Oxidative stress as a multiple effector in Fanconi anaemia clinical phenotype

A review. Fanconi anemia (FA) is a genetic disease characterised by bone marrow failure with excess risk of myelogenous leukemia and solid tumors. A widely accepted notion in FA research invokes a deficiency of response to DNA damage as the fundamental basis of the 'crosslinker sensitivity' obsd. in this disorder. However, such an isolated defect cannot readily account for the full cellular and clin. phenotype, which includes a no. of other abnormalities, such as malformations, endocrinopathies, and typical skin spots. An extensive body of evidence pointing toward an involvement of oxidative stress in the FA phenotype includes the following: (i) In vitro and ex vivo abnormalities in a no. of redox status endpoints; (ii) the functions of several FA proteins in protecting cells from oxidative stress; (iii) redox-related toxicity mechanisms of the xenobiotics evoking excess toxicity in FA cells.
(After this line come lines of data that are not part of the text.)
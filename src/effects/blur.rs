//! Background blur: convolution kernels, the opacity-linked center weight, the derived kernel
//! cache and the ping-pong blur over a target picture.

use crate::display::{CompositeArgs, DisplayServer, Filter, PictFormat, PictOp, PictureId};
use crate::foundation::core::Rect;
use crate::foundation::error::{WincompError, WincompResult};
use crate::foundation::math::{Fixed, double_to_fixed, fixed_to_double};
use crate::region::Region;
use crate::render::binding::ResourceGuard;

/// Upper bound on kernel slots; at most `MAX_BLUR_PASS - 1` kernels are used.
pub const MAX_BLUR_PASS: usize = 5;

const PRESETS: &[(&str, &str)] = &[
    ("3x3box", "3,3,1,1,1,1,1,1,1,1,"),
    (
        "5x5box",
        "5,5,1,1,1,1,1,1,1,1,1,1,1,1,1,1,1,1,1,1,1,1,1,1,1,1,",
    ),
    (
        "7x7box",
        "7,7,1,1,1,1,1,1,1,1,1,1,1,1,1,1,1,1,1,1,1,1,1,1,1,1,1,1,1,1,1,1,1,1,1,1,1,1,1,1,1,1,1,1,1,1,1,1,1,1,",
    ),
    (
        "3x3gaussian",
        "3,3,0.243117,0.493069,0.243117,0.493069,0.493069,0.243117,0.493069,0.243117,",
    ),
    (
        "5x5gaussian",
        "5,5,0.003493,0.029143,0.059106,0.029143,0.003493,0.029143,0.243117,0.493069,0.243117,0.029143,0.059106,0.493069,0.493069,0.059106,0.029143,0.243117,0.493069,0.243117,0.029143,0.003493,0.029143,0.059106,0.029143,0.003493,",
    ),
    (
        "7x7gaussian",
        "7,7,0.000003,0.000102,0.000849,0.001723,0.000849,0.000102,0.000003,0.000102,0.003493,0.029143,0.059106,0.029143,0.003493,0.000102,0.000849,0.029143,0.243117,0.493069,0.243117,0.029143,0.000849,0.001723,0.059106,0.493069,0.493069,0.059106,0.001723,0.000849,0.029143,0.243117,0.493069,0.243117,0.029143,0.000849,0.000102,0.003493,0.029143,0.059106,0.029143,0.003493,0.000102,0.000003,0.000102,0.000849,0.001723,0.000849,0.000102,0.000003,",
    ),
    (
        "9x9gaussian",
        "9,9,0.000000,0.000000,0.000001,0.000006,0.000012,0.000006,0.000001,0.000000,0.000000,0.000000,0.000003,0.000102,0.000849,0.001723,0.000849,0.000102,0.000003,0.000000,0.000001,0.000102,0.003493,0.029143,0.059106,0.029143,0.003493,0.000102,0.000001,0.000006,0.000849,0.029143,0.243117,0.493069,0.243117,0.029143,0.000849,0.000006,0.000012,0.001723,0.059106,0.493069,0.493069,0.059106,0.001723,0.000012,0.000006,0.000849,0.029143,0.243117,0.493069,0.243117,0.029143,0.000849,0.000006,0.000001,0.000102,0.003493,0.029143,0.059106,0.029143,0.003493,0.000102,0.000001,0.000000,0.000003,0.000102,0.000849,0.001723,0.000849,0.000102,0.000003,0.000000,0.000000,0.000000,0.000001,0.000006,0.000012,0.000006,0.000001,0.000000,0.000000,",
    ),
    (
        "11x11gaussian",
        "11,11,0.000000,0.000000,0.000000,0.000000,0.000000,0.000000,0.000000,0.000000,0.000000,0.000000,0.000000,0.000000,0.000000,0.000000,0.000001,0.000006,0.000012,0.000006,0.000001,0.000000,0.000000,0.000000,0.000000,0.000000,0.000003,0.000102,0.000849,0.001723,0.000849,0.000102,0.000003,0.000000,0.000000,0.000000,0.000001,0.000102,0.003493,0.029143,0.059106,0.029143,0.003493,0.000102,0.000001,0.000000,0.000000,0.000006,0.000849,0.029143,0.243117,0.493069,0.243117,0.029143,0.000849,0.000006,0.000000,0.000000,0.000012,0.001723,0.059106,0.493069,0.493069,0.059106,0.001723,0.000012,0.000000,0.000000,0.000006,0.000849,0.029143,0.243117,0.493069,0.243117,0.029143,0.000849,0.000006,0.000000,0.000000,0.000001,0.000102,0.003493,0.029143,0.059106,0.029143,0.003493,0.000102,0.000001,0.000000,0.000000,0.000000,0.000003,0.000102,0.000849,0.001723,0.000849,0.000102,0.000003,0.000000,0.000000,0.000000,0.000000,0.000000,0.000001,0.000006,0.000012,0.000006,0.000001,0.000000,0.000000,0.000000,0.000000,0.000000,0.000000,0.000000,0.000000,0.000000,0.000000,0.000000,0.000000,0.000000,0.000000,",
    ),
];

/// Largest accepted kernel side.
pub const MAX_KERNEL_SIDE: usize = 127;

/// Names accepted by [`parse_kernel_list`] in place of an explicit matrix.
pub fn preset_names() -> impl Iterator<Item = &'static str> {
    PRESETS.iter().map(|(name, _)| *name)
}

/// Immutable source convolution kernel.
///
/// Dimensions are odd; the center weight is not part of the source and is stored as 0.
#[derive(Clone, Debug, PartialEq)]
pub struct BlurKernel {
    width: usize,
    height: usize,
    weights: Vec<f64>,
}

impl BlurKernel {
    /// Build from row-major weights. The center entry is ignored.
    pub fn new(width: usize, height: usize, mut weights: Vec<f64>) -> WincompResult<Self> {
        if width == 0 || height == 0 || width % 2 == 0 || height % 2 == 0 {
            return Err(WincompError::validation(format!(
                "blur kernel must have odd, positive dimensions, got {width}x{height}"
            )));
        }
        if width > MAX_KERNEL_SIDE || height > MAX_KERNEL_SIDE {
            return Err(WincompError::validation(format!(
                "blur kernel sides are limited to {MAX_KERNEL_SIDE}, got {width}x{height}"
            )));
        }
        if weights.len() != width * height {
            return Err(WincompError::validation(format!(
                "blur kernel {width}x{height} needs {} weights, got {}",
                width * height,
                weights.len()
            )));
        }
        if width > 16 || height > 16 {
            tracing::warn!(width, height, "large blur kernel, rendering may be slow");
        }
        let center = (height / 2) * width + width / 2;
        weights[center] = 0.0;
        Ok(Self {
            width,
            height,
            weights,
        })
    }

    /// Parse `"w,h,v,v,..."`, where the `w*h - 1` values skip the center element.
    pub fn parse(src: &str) -> WincompResult<Self> {
        let mut nums = src
            .split(|c: char| c == ',' || c.is_whitespace())
            .filter(|s| !s.is_empty())
            .map(|s| {
                s.parse::<f64>()
                    .map_err(|_| WincompError::validation(format!("not a number in kernel: {s:?}")))
            });
        let mut next = |what: &str| {
            nums.next()
                .unwrap_or_else(|| Err(WincompError::validation(format!("kernel is missing {what}"))))
        };
        let width = next("its width")?;
        let height = next("its height")?;
        let side = |v: f64| {
            let ok = v.fract() == 0.0 && v >= 1.0 && v <= MAX_KERNEL_SIDE as f64 && v % 2.0 == 1.0;
            ok.then_some(v as usize)
        };
        let (Some(width), Some(height)) = (side(width), side(height)) else {
            return Err(WincompError::validation(format!(
                "kernel width/height must be odd integers in 1..={MAX_KERNEL_SIDE}, got {width}x{height}"
            )));
        };
        let len = width
            .checked_mul(height)
            .ok_or_else(|| WincompError::validation("kernel is too large"))?;
        let center = (height / 2) * width + width / 2;
        let mut weights = Vec::with_capacity(len);
        for i in 0..len {
            if i == center {
                weights.push(0.0);
                continue;
            }
            weights.push(next("weights")?);
        }
        if nums.next().is_some() {
            return Err(WincompError::validation("trailing values in kernel"));
        }
        Self::new(width, height, weights)
    }

    /// Kernel width.
    pub fn width(&self) -> usize {
        self.width
    }

    /// Kernel height.
    pub fn height(&self) -> usize {
        self.height
    }

    /// Row-major weights, center included as 0.
    pub fn weights(&self) -> &[f64] {
        &self.weights
    }

    /// Index of the center weight.
    pub fn center_index(&self) -> usize {
        (self.height / 2) * self.width + self.width / 2
    }

    /// Fixed-point `[w, h, weights...]` with the center replaced by `center`.
    pub fn to_fixed(&self, center: f64) -> Vec<Fixed> {
        let mut out = Vec::with_capacity(self.weights.len() + 2);
        out.push(double_to_fixed(self.width as f64));
        out.push(double_to_fixed(self.height as f64));
        let ci = self.center_index();
        out.extend(
            self.weights
                .iter()
                .enumerate()
                .map(|(i, &w)| double_to_fixed(if i == ci { center } else { w })),
        );
        out
    }
}

/// Parse a preset name or a `;`-separated list of kernels.
pub fn parse_kernel_list(src: &str) -> WincompResult<Vec<BlurKernel>> {
    let src = src.trim();
    if let Some((_, matrix)) = PRESETS.iter().find(|(name, _)| *name == src) {
        return Ok(vec![BlurKernel::parse(matrix)?]);
    }
    let kernels = src
        .split(';')
        .map(str::trim)
        .filter(|s| !s.is_empty())
        .map(BlurKernel::parse)
        .collect::<WincompResult<Vec<_>>>()?;
    if kernels.is_empty() {
        return Err(WincompError::validation("no blur kernel given"));
    }
    if kernels.len() > MAX_BLUR_PASS - 1 {
        return Err(WincompError::validation("too many blur kernels"));
    }
    if kernels.len() > 1 {
        tracing::debug!(passes = kernels.len(), "multi-pass blur");
    }
    Ok(kernels)
}

/// Divide every weight by the weight sum. A zero-sum kernel is left untouched.
pub fn normalize_weights(weights: &mut [f64]) {
    let sum: f64 = weights.iter().sum();
    if sum == 0.0 {
        return;
    }
    let factor = 1.0 / sum;
    for w in weights {
        *w *= factor;
    }
}

/// [`normalize_weights`] over fixed-point weights (without the `[w, h]` header).
pub fn normalize_kernel(weights: &mut [Fixed]) {
    let mut values: Vec<f64> = weights.iter().map(|&w| fixed_to_double(w)).collect();
    normalize_weights(&mut values);
    for (dst, v) in weights.iter_mut().zip(values) {
        *dst = double_to_fixed(v);
    }
}

/// Center weight for a window of the given opacity.
///
/// Strength follows opacity unless `fixed`, in which case the factor is 1.
pub fn center_factor(opacity: f64, fixed: bool) -> f64 {
    if fixed {
        return 1.0;
    }
    let pct = 1.0 - opacity * (1.0 - 1.0 / 9.0);
    pct * 8.0 / (1.1 - pct)
}

/// Session-owned normalized, center-adjusted copies of the source kernels.
#[derive(Clone, Debug, Default)]
pub struct BlurKernelCache {
    factor: Option<f64>,
    kernels: Vec<Vec<Fixed>>,
    rebuilds: u64,
}

impl BlurKernelCache {
    /// An empty cache.
    pub fn new() -> Self {
        Self::default()
    }

    /// Kernels ready for use, rebuilding them when the center factor for `opacity` differs from
    /// the cached one. With `fixed` strength an existing cache is reused as is.
    pub fn update(&mut self, sources: &[BlurKernel], opacity: f64, fixed: bool) -> &[Vec<Fixed>] {
        let factor = center_factor(opacity, fixed);
        let stale = self.kernels.len() != sources.len()
            || match self.factor {
                None => true,
                Some(cached) => !fixed && cached != factor,
            };
        if stale {
            self.kernels = sources
                .iter()
                .map(|k| {
                    let mut fx = k.to_fixed(factor);
                    normalize_kernel(&mut fx[2..]);
                    fx
                })
                .collect();
            self.factor = Some(factor);
            self.rebuilds += 1;
            tracing::trace!(factor, "rebuilt blur kernels");
        }
        &self.kernels
    }

    /// Current kernels.
    pub fn kernels(&self) -> &[Vec<Fixed>] {
        &self.kernels
    }

    /// Center factor the cache was built for.
    pub fn factor(&self) -> Option<f64> {
        self.factor
    }

    /// How many times the kernels were rebuilt.
    pub fn rebuilds(&self) -> u64 {
        self.rebuilds
    }

    /// Drop the cached kernels.
    pub fn clear(&mut self) {
        self.factor = None;
        self.kernels.clear();
    }
}

/// Blur `area` of `target` in place.
///
/// One intermediate surface of exactly the area's size is used (with `clip` applied to it);
/// each pass reads through the convolution filter from one picture into the other, and the
/// result is copied back when the last pass did not land in `target`. Returns `false` when
/// the intermediate surface cannot be allocated.
pub fn blur_region(
    server: &mut dyn DisplayServer,
    target: PictureId,
    area: Rect,
    kernels: &[Vec<Fixed>],
    clip: Option<&Region>,
) -> bool {
    if kernels.is_empty() || area.is_empty() {
        return false;
    }
    let depth = server.root_depth();
    let mut guard = ResourceGuard::new(server);
    let tmp = match guard
        .create_pixmap(depth, area.width, area.height)
        .and_then(|pixmap| guard.create_picture(pixmap, PictFormat::for_depth(depth), false))
    {
        Ok(picture) => picture,
        Err(err) => {
            tracing::error!(%err, "failed to build intermediate blur surface");
            return false;
        }
    };
    let server = guard.server();
    if let Some(clip) = clip {
        server.set_picture_clip_region(tmp, 0, 0, clip);
    }

    let (mut src, mut dst) = (target, tmp);
    for kernel in kernels.iter().take(MAX_BLUR_PASS - 1) {
        let from_target = src == target;
        let (sx, sy, dx, dy) = if from_target {
            (area.x, area.y, 0, 0)
        } else {
            (0, 0, area.x, area.y)
        };
        server.set_picture_filter(src, Filter::Convolution(kernel));
        server.composite(&CompositeArgs {
            op: PictOp::Src,
            src,
            mask: None,
            dst,
            src_x: sx,
            src_y: sy,
            mask_x: 0,
            mask_y: 0,
            dst_x: dx,
            dst_y: dy,
            width: area.width,
            height: area.height,
        });
        server.set_picture_filter(src, Filter::Nearest);
        std::mem::swap(&mut src, &mut dst);
    }

    if src != target {
        let mut copy = CompositeArgs::copy(PictOp::Src, src, target, area.width, area.height);
        copy.dst_x = area.x;
        copy.dst_y = area.y;
        server.composite(&copy);
    }
    true
}

#[cfg(test)]
#[path = "../../tests/unit/effects/blur.rs"]
mod tests;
The clin. features in FA and the in vivo abnormalities of redox parameters are here reconsidered in view of the pleiotropic clin. phenotype and known biochem. and mol. links to an in vivo prooxidant state, which causes oxidative damage to biomols., resulting in an excessive no. of acquired abnormalities that may overwhelm the cellular repair capacity rather than a primary deficiency in DNA repair. FA may thus represent a unique model disease in testing the integration between the acquisition of macromol. damage as a result of oxidative stress and the ability of the mammalian cell to respond effectively to such damage.